What you have to do>
Your task is to repeat the entries exactly from their first line through the line with "for op in self.steps()", and to stop there.

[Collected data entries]
^^^^^^^^
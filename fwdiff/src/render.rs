//! Builds a readable infix expression from a composition.
//!
//! This interpreter shares nothing with the numeric one except the list of
//! steps. It does not simplify or differentiate.

use std::fmt;

use crate::composition::Composition;
use crate::op::{Op, Operand};

// Binding strength, loosest first.
const SUM: u8 = 1;
const PRODUCT: u8 = 2;
const UNARY: u8 = 3;
const POWER: u8 = 4;
const ATOM: u8 = 5;

#[derive(Debug, Clone)]
struct Expr {
    text: String,
    prec: u8,
}

impl Expr {
    fn atom(text: String) -> Self {
        Expr { text, prec: ATOM }
    }

    fn at_least(&self, prec: u8) -> String {
        if self.prec >= prec {
            self.text.clone()
        } else {
            format!("({})", self.text)
        }
    }
}

fn operand(o: Operand, exprs: &[Expr]) -> Expr {
    match o {
        Operand::Slot(slot) => exprs[slot.index()].clone(),
        Operand::Const(c) if c < 0.0 => Expr {
            text: Operand::Const(c).to_string(),
            prec: UNARY,
        },
        c => Expr::atom(c.to_string()),
    }
}

fn render_step(op: &Op, exprs: &[Expr]) -> Expr {
    let get = |o| operand(o, exprs);
    let infix = |a: Operand, sym: &str, b: Operand, prec: u8, right_prec: u8| Expr {
        text: format!("{} {sym} {}", get(a).at_least(prec), get(b).at_least(right_prec)),
        prec,
    };
    let call = |name: &str, a: Operand| Expr::atom(format!("{name}({})", get(a).text));

    match *op {
        Op::Add(a, b) => infix(a, "+", b, SUM, SUM),
        Op::Sub(a, b) => infix(a, "-", b, SUM, PRODUCT),
        Op::Mul(a, b) => infix(a, "*", b, PRODUCT, PRODUCT),
        Op::Div(a, b) => infix(a, "/", b, PRODUCT, UNARY),
        Op::Neg(a) => Expr {
            text: format!("-{}", get(a).at_least(UNARY)),
            prec: UNARY,
        },
        Op::Pow { base, exponent } => Expr {
            text: format!("{}^{}", get(base).at_least(ATOM), get(exponent).at_least(POWER)),
            prec: POWER,
        },
        Op::Log(a) => call("log", a),
        Op::Exp(a) => call("exp", a),
        Op::Sin(a) => call("sin", a),
        Op::Cos(a) => call("cos", a),
    }
}

impl Composition {
    /// Infix expression of the output in terms of `x`.
    pub fn expression(&self) -> String {
        let mut exprs = vec![Expr::atom("x".to_string())];
        for op in self.steps() {
            let e = render_step(op, &exprs);
            exprs.push(e);
        }
        exprs[self.output().index()].text.clone()
    }
}

/// One `vN = op args` line per step, the format read back by `FromStr`.
impl fmt::Display for Composition {
    fn fmt(&self, f: &mut fmt::Formatter<'_>) -> fmt::Result {
        for (i, op) in self.steps().iter().enumerate() {
            writeln!(f, "v{} = {op}", i + 1)?;
        }
        Ok(())
    }
}

#[cfg(test)]
mod tests {
    use super::*;

    #[test]
    fn notebook_expression() {
        let g = Composition::notebook_example();
        assert_eq!(g.expression(), "cos(x^pi) * log(x)");
    }

    #[test]
    fn iterated_expression_substitutes_inner_result() {
        let g = Composition::notebook_example().repeat(2);
        assert_eq!(
            g.expression(),
            "cos((cos(x^pi) * log(x))^pi) * log(cos(x^pi) * log(x))"
        );
    }

    #[test]
    fn parenthesises_by_precedence() {
        let mut c = Composition::new();
        let a = c.add(c.input(), 1.0).unwrap();
        let b = c.mul(a, 2.0).unwrap();
        let d = c.sub(b, c.input()).unwrap();
        let n = c.neg(d).unwrap();
        c.div(n, a).unwrap();
        assert_eq!(c.expression(), "-((x + 1) * 2 - x) / (x + 1)");
    }

    #[test]
    fn identity_renders_input() {
        assert_eq!(Composition::new().expression(), "x");
        assert_eq!(Composition::new().to_string(), "");
    }

    #[test]
    fn listing() {
        let g = Composition::notebook_example();
        assert_eq!(
            g.to_string(),
            "v1 = pow x pi\nv2 = cos v1\nv3 = log x\nv4 = mul v2 v3\n"
        );
    }
}
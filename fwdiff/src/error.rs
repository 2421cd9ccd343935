use thiserror::Error;

#[derive(Debug, Clone, PartialEq, Error)]
pub enum EvalError {
    #[error("domain error in `{op}` at {value}: {reason}")]
    Domain {
        op: &'static str,
        value: f64,
        reason: &'static str,
    },

    #[error("`{op}` produced a non-finite result from {value}")]
    NonFinite { op: &'static str, value: f64 },

    #[error("unsupported operation `{0}`")]
    UnsupportedOperation(String),

    #[error("`{op}` takes {expected} operand(s), got {found}")]
    Arity {
        op: &'static str,
        expected: usize,
        found: usize,
    },

    #[error("operand refers to slot v{slot} but only {defined} slot(s) are defined")]
    UndefinedSlot { slot: usize, defined: usize },

    #[error("`{op}` was given the non-finite constant {value}")]
    NonFiniteConstant { op: &'static str, value: f64 },
}

#[derive(Debug, Clone, PartialEq, Error)]
pub enum ParseError {
    #[error("line {line}: {message}")]
    Syntax { line: usize, message: String },

    #[error("line {line}: unknown name `{name}`")]
    UnknownName { line: usize, name: String },

    #[error("line {line}: `{name}` is already defined")]
    Redefined { line: usize, name: String },

    #[error("line {line}: {source}")]
    Eval {
        line: usize,
        #[source]
        source: EvalError,
    },
}

#[derive(Debug, Clone, PartialEq, Error)]
pub enum FiniteDiffError {
    #[error("step study needs at least one step")]
    NoSteps,

    #[error("step sizes must be positive and finite, got {0}")]
    InvalidStep(f64),

    #[error("exact derivative must be finite, got {0}")]
    InvalidReference(f64),

    #[error(transparent)]
    Eval(#[from] EvalError),
}

pub type EvalResult<T> = Result<T, EvalError>;
//! Social login gateway
//!
//! Single-binary Rust service that:
//! 1. Renders one authorization link per provider at `/login`
//! 2. Receives the provider callback at `/oauth/{provider}/callback`
//! 3. Exchanges the authorization code for an access token
//! 4. Holds the session in the `user` cookie and renders the profile at `/`

mod config;
mod routes;
mod views;

use anyhow::{Context, Result};
use std::sync::Arc;
use tokio::net::TcpListener;
use tracing::info;
use tracing_subscriber::EnvFilter;
use tracing_subscriber::{layer::SubscriberExt, util::SubscriberInitExt};

use social_oauth::ProviderRegistry;

use crate::config::Config;
use crate::routes::{AppState, build_router};

#[tokio::main]
async fn main() -> Result<()> {
    // Initialize tracing with JSON output and LOG_LEVEL / RUST_LOG support
    tracing_subscriber::registry()
        .with(
            EnvFilter::try_from_env("LOG_LEVEL")
                .or_else(|_| EnvFilter::try_from_default_env())
                .unwrap_or_else(|_| EnvFilter::new("info")),
        )
        .with(tracing_subscriber::fmt::layer().json())
        .init();

    info!("starting login-gateway");

    // CLI: simple --config flag parsing
    let args: Vec<String> = std::env::args().collect();
    let cli_config_path = args
        .iter()
        .position(|a| a == "--config")
        .and_then(|i| args.get(i + 1))
        .map(|s| s.as_str());

    let config_path = Config::resolve_path(cli_config_path);
    info!(path = %config_path.display(), "loading configuration");

    let config = Config::load(&config_path)
        .with_context(|| format!("failed to load config from {}", config_path.display()))?;

    info!(
        listen_addr = %config.server.listen_addr,
        cookie_domain = %config.server.cookie_domain,
        "configuration loaded"
    );

    // Incomplete credentials fail here, before the listener binds.
    let registry = ProviderRegistry::from_configs(
        config.providers.google.to_provider_config(),
        config.providers.kakao.to_provider_config(),
        config.providers.naver.to_provider_config(),
    )
    .context("provider credentials incomplete")?;

    let state = AppState {
        registry: Arc::new(registry),
        http: reqwest::Client::new(),
        cookie_domain: config.server.cookie_domain.clone(),
    };

    let app = build_router(state);

    let listener = TcpListener::bind(config.server.listen_addr)
        .await
        .with_context(|| format!("failed to bind to {}", config.server.listen_addr))?;

    info!(addr = %config.server.listen_addr, "accepting requests");

    axum::serve(listener, app)
        .with_graceful_shutdown(shutdown_signal())
        .await?;

    info!("shutdown complete");
    Ok(())
}

/// Wait for SIGTERM or SIGINT for graceful shutdown.
async fn shutdown_signal() {
    let ctrl_c = async {
        tokio::signal::ctrl_c()
            .await
            .expect("failed to install Ctrl+C handler");
    };

    #[cfg(unix)]
    let terminate = async {
        tokio::signal::unix::signal(tokio::signal::unix::SignalKind::terminate())
            .expect("failed to install SIGTERM handler")
            .recv()
            .await;
    };

    #[cfg(not(unix))]
    let terminate = std::future::pending::<()>();

    tokio::select! {
        _ = ctrl_c => info!("received SIGINT, shutting down"),
        _ = terminate => info!("received SIGTERM, shutting down"),
    }
}
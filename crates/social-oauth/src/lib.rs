//! Social login OAuth provider library
//!
//! Implements the OAuth 2.0 authorization-code flow against three identity
//! providers (Google, Kakao, Naver): building authorization URLs, exchanging
//! a one-time code for an access token, and fetching the provider profile
//! with that token. The HTTP client is caller-supplied; this crate performs
//! no routing and no cookie handling, so it can be tested and used
//! independently of the gateway binary.
//!
//! Login flow:
//! 1. Gateway renders one `ProviderRegistry::authorization_url()` per provider
//! 2. The provider redirects back to the gateway with a one-time `code`
//! 3. Gateway calls `ProviderRegistry::exchange_access_token()` with the code
//! 4. The session is serialized via `Session::encode()` into the transport cookie
//! 5. Subsequent requests decode the session and call
//!    `ProviderRegistry::fetch_avatar_url()` with the stored token

pub mod config;
pub mod error;
pub mod google;
pub mod identity;
pub mod kakao;
pub mod naver;
pub mod provider;
pub mod registry;
pub mod session;

pub use config::ProviderConfig;
pub use error::{Error, Result};
pub use google::GoogleProvider;
pub use identity::ProviderIdentity;
pub use kakao::KakaoProvider;
pub use naver::NaverProvider;
pub use provider::{OAuthProvider, ProfileResponse, TokenResponse};
pub use registry::ProviderRegistry;
pub use session::Session;
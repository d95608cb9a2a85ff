//! Provider registry
//!
//! One instance of each provider, constructed once at startup and shared
//! across requests. The registry is the gateway's single dispatch point:
//! every operation is keyed by [`ProviderIdentity`], and the per-provider
//! token/profile shapes stay inside this crate — the gateway only sees the
//! access token and the avatar URL.

use crate::config::ProviderConfig;
use crate::error::Result;
use crate::google::GoogleProvider;
use crate::identity::ProviderIdentity;
use crate::kakao::KakaoProvider;
use crate::naver::NaverProvider;
use crate::provider::{OAuthProvider, ProfileResponse, TokenResponse};
use crate::session::Session;

/// Lookup from provider identity to a constructed provider.
pub struct ProviderRegistry {
    google: GoogleProvider,
    kakao: KakaoProvider,
    naver: NaverProvider,
}

impl ProviderRegistry {
    pub fn new(google: GoogleProvider, kakao: KakaoProvider, naver: NaverProvider) -> Self {
        Self {
            google,
            kakao,
            naver,
        }
    }

    /// Construct all three providers from their credential triplets.
    /// Fails with a configuration error if any field is empty.
    pub fn from_configs(
        google: ProviderConfig,
        kakao: ProviderConfig,
        naver: ProviderConfig,
    ) -> Result<Self> {
        Ok(Self::new(
            GoogleProvider::new(google)?,
            KakaoProvider::new(kakao)?,
            NaverProvider::new(naver)?,
        ))
    }

    /// Sign-in URL for the given provider.
    pub fn authorization_url(&self, identity: ProviderIdentity) -> String {
        match identity {
            ProviderIdentity::Google => self.google.authorization_url(),
            ProviderIdentity::Kakao => self.kakao.authorization_url(),
            ProviderIdentity::Naver => self.naver.authorization_url(),
        }
    }

    /// Exchange a callback code for an access token.
    ///
    /// `Ok(None)` means the provider answered with a token response that
    /// carries no access token (a rejected grant) — a login failure the
    /// caller reports to the user, never retried.
    pub async fn exchange_access_token(
        &self,
        client: &reqwest::Client,
        identity: ProviderIdentity,
        code: &str,
    ) -> Result<Option<String>> {
        let token = match identity {
            ProviderIdentity::Google => self
                .google
                .exchange_code(client, code)
                .await?
                .access_token()
                .map(str::to_owned),
            ProviderIdentity::Kakao => self
                .kakao
                .exchange_code(client, code)
                .await?
                .access_token()
                .map(str::to_owned),
            ProviderIdentity::Naver => self
                .naver
                .exchange_code(client, code)
                .await?
                .access_token()
                .map(str::to_owned),
        };
        Ok(token)
    }

    /// Fetch the profile for a session's provider and extract the avatar
    /// URL. `Ok(None)` covers both an absent avatar path and an empty
    /// string — "no image" is a rendering decision, not a failure.
    pub async fn fetch_avatar_url(
        &self,
        client: &reqwest::Client,
        session: &Session,
    ) -> Result<Option<String>> {
        let avatar = match session.provider {
            ProviderIdentity::Google => self
                .google
                .fetch_profile(client, &session.token)
                .await?
                .avatar_url()
                .map(str::to_owned),
            ProviderIdentity::Kakao => self
                .kakao
                .fetch_profile(client, &session.token)
                .await?
                .avatar_url()
                .map(str::to_owned),
            ProviderIdentity::Naver => self
                .naver
                .fetch_profile(client, &session.token)
                .await?
                .avatar_url()
                .map(str::to_owned),
        };
        Ok(avatar.filter(|url| !url.is_empty()))
    }
}
//! Inline HTML fragments for the three pages.
//!
//! The markup is small enough that a templating engine would be overhead;
//! each view is a plain string builder.

use social_oauth::{ProviderIdentity, Session};

pub fn anonymous_home() -> String {
    "<h1>Social Login</h1>\n<p>You are not signed in.</p>\n<a href=\"/login\">Sign in</a>\n"
        .to_string()
}

/// One anchor per provider, in login-page order.
pub fn login_page(links: &[(ProviderIdentity, String)]) -> String {
    let mut anchors = String::new();
    for (identity, url) in links {
        anchors.push_str(&format!(
            "<p><a href=\"{url}\">Sign in with {identity}</a></p>\n"
        ));
    }
    format!("<h1>Login</h1>\n<div>\n{anchors}</div>\n")
}

/// Home page for an authenticated browser: provider, token, and avatar.
/// The avatar image is rendered only when a URL is present; an account
/// without one still signs in.
pub fn authenticated_home(session: &Session, avatar_url: Option<&str>) -> String {
    let avatar = match avatar_url {
        Some(url) => format!("<img src=\"{url}\" width=\"128\" height=\"128\" />\n"),
        None => String::new(),
    };
    format!(
        "<h1>Social Login</h1>\n<div>\n<p>provider: {}</p>\n<p>token: {}</p>\n{avatar}<a href=\"/logout\">Sign out</a>\n</div>\n",
        session.provider, session.token
    )
}

#[cfg(test)]
mod tests {
    use super::*;

    #[test]
    fn login_page_renders_one_anchor_per_provider() {
        let links = [
            (ProviderIdentity::Kakao, "https://kakao.example/a".to_string()),
            (ProviderIdentity::Naver, "https://naver.example/a".to_string()),
            (ProviderIdentity::Google, "https://google.example/a".to_string()),
        ];
        let html = login_page(&links);
        assert!(html.contains("https://kakao.example/a"));
        assert!(html.contains("Sign in with naver"));
        assert!(html.contains("Sign in with google"));
    }

    #[test]
    fn authenticated_home_renders_provider_token_and_avatar() {
        let session = Session::new(ProviderIdentity::Kakao, "tok".to_string());
        let html = authenticated_home(&session, Some("https://img.example/me.png"));
        assert!(html.contains("<img src=\"https://img.example/me.png\""));
        assert!(html.contains("provider: kakao"));
        assert!(html.contains("token: tok"));
    }

    #[test]
    fn authenticated_home_omits_avatar_when_absent() {
        let session = Session::new(ProviderIdentity::Naver, "tok".to_string());
        let html = authenticated_home(&session, None);
        assert!(!html.contains("<img"));
        assert!(html.contains("/logout"));
    }
}
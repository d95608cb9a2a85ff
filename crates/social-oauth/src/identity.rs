//! Provider identity
//!
//! The closed set of supported identity providers. The identity doubles as
//! the wire label used in the session value (`"<provider>:<token>"`) and in
//! the callback URL path (`/oauth/<provider>/callback`).

use std::fmt;

/// One of the supported identity providers.
#[derive(Debug, Clone, Copy, PartialEq, Eq, Hash)]
pub enum ProviderIdentity {
    Google,
    Kakao,
    Naver,
}

impl ProviderIdentity {
    /// All providers, in the order the login page lists them.
    pub const ALL: [ProviderIdentity; 3] = [
        ProviderIdentity::Kakao,
        ProviderIdentity::Naver,
        ProviderIdentity::Google,
    ];

    /// Wire label for this provider.
    pub fn as_str(self) -> &'static str {
        match self {
            ProviderIdentity::Google => "google",
            ProviderIdentity::Kakao => "kakao",
            ProviderIdentity::Naver => "naver",
        }
    }

    /// Parse a wire label. Unknown labels yield `None` — callers treat
    /// them the same as an absent value.
    pub fn parse(label: &str) -> Option<Self> {
        match label {
            "google" => Some(ProviderIdentity::Google),
            "kakao" => Some(ProviderIdentity::Kakao),
            "naver" => Some(ProviderIdentity::Naver),
            _ => None,
        }
    }
}

impl fmt::Display for ProviderIdentity {
    fn fmt(&self, f: &mut fmt::Formatter<'_>) -> fmt::Result {
        f.write_str(self.as_str())
    }
}

#[cfg(test)]
mod tests {
    use super::*;

    #[test]
    fn labels_round_trip() {
        for identity in ProviderIdentity::ALL {
            assert_eq!(ProviderIdentity::parse(identity.as_str()), Some(identity));
        }
    }

    #[test]
    fn unknown_label_yields_none() {
        assert_eq!(ProviderIdentity::parse("github"), None);
        assert_eq!(ProviderIdentity::parse(""), None);
        assert_eq!(ProviderIdentity::parse("Kakao"), None, "labels are case-sensitive");
    }

    #[test]
    fn display_matches_wire_label() {
        assert_eq!(ProviderIdentity::Google.to_string(), "google");
        assert_eq!(ProviderIdentity::Kakao.to_string(), "kakao");
        assert_eq!(ProviderIdentity::Naver.to_string(), "naver");
    }
}
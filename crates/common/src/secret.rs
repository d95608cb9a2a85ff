//! Secret wrapper for sensitive values

use std::fmt;
use zeroize::Zeroize;

/// Sensitive value - redacted in Debug/Display/logs, zeroed on drop.
///
/// Deserializes transparently from the wrapped type so OAuth client
/// secrets can live in the gateway's TOML config without gaining a
/// path into log output.
pub struct Secret<T: Zeroize>(T);

impl<T: Zeroize> Secret<T> {
    /// Create a new secret value
    pub fn new(value: T) -> Self {
        Self(value)
    }

    /// Expose the inner value (use sparingly)
    pub fn expose(&self) -> &T {
        &self.0
    }
}

impl<T: Zeroize> fmt::Debug for Secret<T> {
    fn fmt(&self, f: &mut fmt::Formatter<'_>) -> fmt::Result {
        write!(f, "[REDACTED]")
    }
}

impl<T: Zeroize> fmt::Display for Secret<T> {
    fn fmt(&self, f: &mut fmt::Formatter<'_>) -> fmt::Result {
        write!(f, "[REDACTED]")
    }
}

impl<T: Zeroize> Drop for Secret<T> {
    fn drop(&mut self) {
        self.0.zeroize();
    }
}

impl<T: Zeroize + Clone> Clone for Secret<T> {
    fn clone(&self) -> Self {
        Self(self.0.clone())
    }
}

impl<T: Zeroize + Default> Default for Secret<T> {
    fn default() -> Self {
        Self(T::default())
    }
}

impl<'de, T: Zeroize + serde::Deserialize<'de>> serde::Deserialize<'de> for Secret<T> {
    fn deserialize<D>(deserializer: D) -> std::result::Result<Self, D::Error>
    where
        D: serde::Deserializer<'de>,
    {
        T::deserialize(deserializer).map(Secret::new)
    }
}
//! Kakao OAuth provider
//!
//! REST API contract: <https://developers.kakao.com/docs/latest/ko/kakaologin/rest-api>.
//! Token grant is a form-encoded POST; the profile lives under
//! `kakao_account.profile.profile_image_url`.

use serde::Deserialize;

use crate::config::ProviderConfig;
use crate::error::Result;
use crate::identity::ProviderIdentity;
use crate::provider::{OAuthProvider, ProfileResponse, TokenResponse, decode_json, encode_query};

/// Authorization endpoint (browser redirect target)
pub const KAKAO_AUTHORIZE_ENDPOINT: &str = "https://kauth.kakao.com/oauth/authorize";

/// Token endpoint for the code exchange (POST, form-encoded)
pub const KAKAO_TOKEN_ENDPOINT: &str = "https://kauth.kakao.com/oauth/token";

/// Userinfo endpoint
pub const KAKAO_PROFILE_ENDPOINT: &str = "https://kapi.kakao.com/v2/user/me";

/// Kakao token endpoint response.
///
/// Every field is optional so that a JSON error body (no `access_token`)
/// still decodes; the fields beyond `access_token` are carried as opaque
/// passthrough per the provider contract.
#[derive(Debug, Deserialize)]
pub struct KakaoToken {
    pub access_token: Option<String>,
    pub token_type: Option<String>,
    pub expires_in: Option<u64>,
    pub refresh_token: Option<String>,
    pub refresh_token_expires_in: Option<u64>,
    pub scope: Option<String>,
    pub id_token: Option<String>,
}

impl TokenResponse for KakaoToken {
    fn access_token(&self) -> Option<&str> {
        self.access_token.as_deref()
    }
}

/// Kakao userinfo response (`/v2/user/me`).
#[derive(Debug, Deserialize)]
pub struct KakaoProfile {
    pub id: Option<i64>,
    pub kakao_account: Option<KakaoAccount>,
}

#[derive(Debug, Deserialize)]
pub struct KakaoAccount {
    pub profile: Option<KakaoAccountProfile>,
    pub name: Option<String>,
    pub email: Option<String>,
}

#[derive(Debug, Deserialize)]
pub struct KakaoAccountProfile {
    pub nickname: Option<String>,
    pub profile_image_url: Option<String>,
}

impl ProfileResponse for KakaoProfile {
    fn avatar_url(&self) -> Option<&str> {
        self.kakao_account
            .as_ref()?
            .profile
            .as_ref()?
            .profile_image_url
            .as_deref()
    }
}

/// Kakao variant of the authorization-code flow.
pub struct KakaoProvider {
    config: ProviderConfig,
    authorize_endpoint: String,
    token_endpoint: String,
    profile_endpoint: String,
}

impl KakaoProvider {
    pub fn new(config: ProviderConfig) -> Result<Self> {
        Self::with_endpoints(
            config,
            KAKAO_AUTHORIZE_ENDPOINT,
            KAKAO_TOKEN_ENDPOINT,
            KAKAO_PROFILE_ENDPOINT,
        )
    }

    /// Same construction with endpoint overrides, for tests that point the
    /// provider at a stub server.
    pub fn with_endpoints(
        config: ProviderConfig,
        authorize: &str,
        token: &str,
        profile: &str,
    ) -> Result<Self> {
        config.validate(ProviderIdentity::Kakao)?;
        Ok(Self {
            config,
            authorize_endpoint: authorize.into(),
            token_endpoint: token.into(),
            profile_endpoint: profile.into(),
        })
    }
}

impl OAuthProvider for KakaoProvider {
    type Token = KakaoToken;
    type Profile = KakaoProfile;

    fn identity(&self) -> ProviderIdentity {
        ProviderIdentity::Kakao
    }

    fn authorization_url(&self) -> String {
        // Kakao relies on its default scope; no scope parameter is sent.
        let query = encode_query(&[
            ("client_id", self.config.client_id.as_str()),
            ("redirect_uri", self.config.redirect_uri.as_str()),
            ("response_type", "code"),
        ]);
        format!("{}?{}", self.authorize_endpoint, query)
    }

    async fn exchange_code(&self, client: &reqwest::Client, code: &str) -> Result<KakaoToken> {
        let request = client.post(&self.token_endpoint).form(&[
            ("grant_type", "authorization_code"),
            ("client_id", self.config.client_id.as_str()),
            ("client_secret", self.config.client_secret.as_str()),
            ("redirect_uri", self.config.redirect_uri.as_str()),
            ("code", code),
        ]);
        decode_json(request, "kakao token exchange").await
    }

    async fn fetch_profile(
        &self,
        client: &reqwest::Client,
        access_token: &str,
    ) -> Result<KakaoProfile> {
        let request = client.get(&self.profile_endpoint).bearer_auth(access_token);
        decode_json(request, "kakao profile fetch").await
    }
}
^^^^^^^^
Task solution>
filename fwdiff/src/render.rs
//! Builds a readable infix expression from a composition.
//!
//! This interpreter shares nothing with the numeric one except the list of
//! steps. It does not simplify or differentiate.

use std::fmt;

use crate::composition::Composition;
use crate::op::{Op, Operand};

// Binding strength, loosest first.
const SUM: u8 = 1;
const PRODUCT: u8 = 2;
const UNARY: u8 = 3;
const POWER: u8 = 4;
const ATOM: u8 = 5;

#[derive(Debug, Clone)]
struct Expr {
    text: String,
    prec: u8,
}

impl Expr {
    fn atom(text: String) -> Self {
        Expr { text, prec: ATOM }
    }

    fn at_least(&self, prec: u8) -> String {
        if self.prec >= prec {
            self.text.clone()
        } else {
            format!("({})", self.text)
        }
    }
}

fn operand(o: Operand, exprs: &[Expr]) -> Expr {
    match o {
        Operand::Slot(slot) => exprs[slot.index()].clone(),
        Operand::Const(c) if c < 0.0 => Expr {
            text: Operand::Const(c).to_string(),
            prec: UNARY,
        },
        c => Expr::atom(c.to_string()),
    }
}

fn render_step(op: &Op, exprs: &[Expr]) -> Expr {
    let get = |o| operand(o, exprs);
    let infix = |a: Operand, sym: &str, b: Operand, prec: u8, right_prec: u8| Expr {
        text: format!("{} {sym} {}", get(a).at_least(prec), get(b).at_least(right_prec)),
        prec,
    };
    let call = |name: &str, a: Operand| Expr::atom(format!("{name}({})", get(a).text));

    match *op {
        Op::Add(a, b) => infix(a, "+", b, SUM, SUM),
        Op::Sub(a, b) => infix(a, "-", b, SUM, PRODUCT),
        Op::Mul(a, b) => infix(a, "*", b, PRODUCT, PRODUCT),
        Op::Div(a, b) => infix(a, "/", b, PRODUCT, UNARY),
        Op::Neg(a) => Expr {
            text: format!("-{}", get(a).at_least(UNARY)),
            prec: UNARY,
        },
        Op::Pow { base, exponent } => Expr {
            text: format!("{}^{}", get(base).at_least(ATOM), get(exponent).at_least(POWER)),
            prec: POWER,
        },
        Op::Log(a) => call("log", a),
        Op::Exp(a) => call("exp", a),
        Op::Sin(a) => call("sin", a),
        Op::Cos(a) => call("cos", a),
    }
}

impl Composition {
    /// Infix expression of the output in terms of `x`.
    pub fn expression(&self) -> String {
        let mut exprs = vec![Expr::atom("x".to_string())];
        for op in self.steps() {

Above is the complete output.